For example, in a system where the PTR comprises a GSM
communication module, a message to the PTR may carry the command to
change reporting rate, operating envelope parameters, or other
settings. A security filter may reject commands that do not come
from a predetermined telephone number, or that lack a predetermined
password or other authentication key. The change may be
accomplished by adjusting a parameter of the reporting-budget
process.
[0031] In some embodiments, the system may provide new or different
"acceptable envelope" parameters to the PTR through the
communication channel. For example, a child-tracking application
may provide a parent with the ability to change the boundaries of
the expected geographic range so that the child can participate in
a field trip without triggering a "child abducted" exigent
circumstance.
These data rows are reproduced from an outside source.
//! Secret reference resolver.
//!
//! Token values in `config.toml` can point at secrets stored outside the file:
//!
//! - `pass::path/in/store` runs `pass show path/in/store` and takes the first line
//! - `env::VAR_NAME` reads `$VAR_NAME`
//! - anything else is used as-is

use std::process::Command;

use thiserror::Error;

#[derive(Debug, Error)]
pub enum SecretError {
    #[error("environment variable `{0}` is not set")]
    MissingEnv(String),

    #[error("failed to run `pass show {path}`: {source}")]
    PassSpawn {
        path: String,
        #[source]
        source: std::io::Error,
    },

    #[error("`pass show {path}` failed ({status}): {stderr}")]
    PassFailed {
        path: String,
        status: String,
        stderr: String,
    },

    #[error("secret reference `{0}` resolved to an empty value")]
    Empty(String),
}

/// Resolves a value that may contain a secret reference prefix.
///
/// # Errors
///
/// Fails when the referenced variable or `pass` entry is missing, or when the
/// reference resolves to nothing.
pub fn resolve(value: &str) -> Result<String, SecretError> {
    let resolved = if let Some(path) = value.strip_prefix("pass::") {
        resolve_pass(path)?
    } else if let Some(var) = value.strip_prefix("env::") {
        std::env::var(var).map_err(|_| SecretError::MissingEnv(var.to_string()))?
    } else {
        return Ok(value.to_string());
    };

    let resolved = resolved.trim().to_string();
    if resolved.is_empty() {
        return Err(SecretError::Empty(value.to_string()));
    }
    Ok(resolved)
}

/// Returns true if `value` is a `pass::` or `env::` reference.
pub fn is_reference(value: &str) -> bool {
    value.starts_with("pass::") || value.starts_with("env::")
}

fn resolve_pass(path: &str) -> Result<String, SecretError> {
    let output = Command::new("pass")
        .arg("show")
        .arg(path)
        .output()
        .map_err(|source| SecretError::PassSpawn {
            path: path.to_string(),
            source,
        })?;

    if !output.status.success() {
        return Err(SecretError::PassFailed {
            path: path.to_string(),
            status: output.status.to_string(),
            stderr: String::from_utf8_lossy(&output.stderr).trim().to_string(),
        });
    }

    Ok(String::from_utf8_lossy(&output.stdout)
        .lines()
        .next()
        .unwrap_or_default()
        .to_string())
}

#[cfg(test)]
mod tests {
    use super::*;

    #[test]
    fn plain_text_passthrough() {
        assert_eq!(resolve("ya29.token").unwrap(), "ya29.token");
        assert_eq!(resolve("").unwrap(), "");
        assert!(!is_reference("ya29.token"));
    }

    #[test]
    fn env_prefix_resolves() {
        unsafe {
            std::env::set_var("_CALSTATUS_TEST_ICS_TOKEN", "feed-secret\n");
        }
        assert_eq!(resolve("env::_CALSTATUS_TEST_ICS_TOKEN").unwrap(), "feed-secret");
        assert!(is_reference("env::_CALSTATUS_TEST_ICS_TOKEN"));
        unsafe {
            std::env::remove_var("_CALSTATUS_TEST_ICS_TOKEN");
        }
    }

    #[test]
    fn env_prefix_missing_var_errors() {
        let err = resolve("env::_CALSTATUS_NONEXISTENT_VAR_12345").unwrap_err();
        assert!(matches!(err, SecretError::MissingEnv(_)));
        assert!(err.to_string().contains("not set"));
    }

    #[test]
    fn empty_env_value_errors() {
        unsafe {
            std::env::set_var("_CALSTATUS_TEST_EMPTY", "  ");
        }
        let err = resolve("env::_CALSTATUS_TEST_EMPTY").unwrap_err();
        assert!(matches!(err, SecretError::Empty(_)));
        unsafe {
            std::env::remove_var("_CALSTATUS_TEST_EMPTY");
        }
    }

    #[test]
    fn pass_prefix_missing_entry_errors() {
        // fails whether or not `pass` is installed
        assert!(resolve("pass::calstatus/nonexistent/entry/12345").is_err());
    }
}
Or the report value can be adjusted on an ad-hoc
basis to reduce the report rate and save battery power if a
shipment tracked by the PTR is expected to be delayed for a time at
a warehouse.
[0032] In some embodiments, a programmatic interface may be
provided to permit automatic processes (rather than human
operators) to examine data from the PTR or to change the PTR's
functional parameters.
[0033] Following is a non-exclusive list of conditions that may be
detected or acted upon by a PTR according to an embodiment of the
invention: [0034] PTR exceeds a threshold altitude [0035] PTR
exceeds a threshold velocity [0036] PTR experiences an altitude
change exceeding a threshold [0037] PTR enters a bounded geographic
area [0038] PTR leaves a bounded geographic area [0039] PTR has not
made a successful report for longer than a threshold time [0040]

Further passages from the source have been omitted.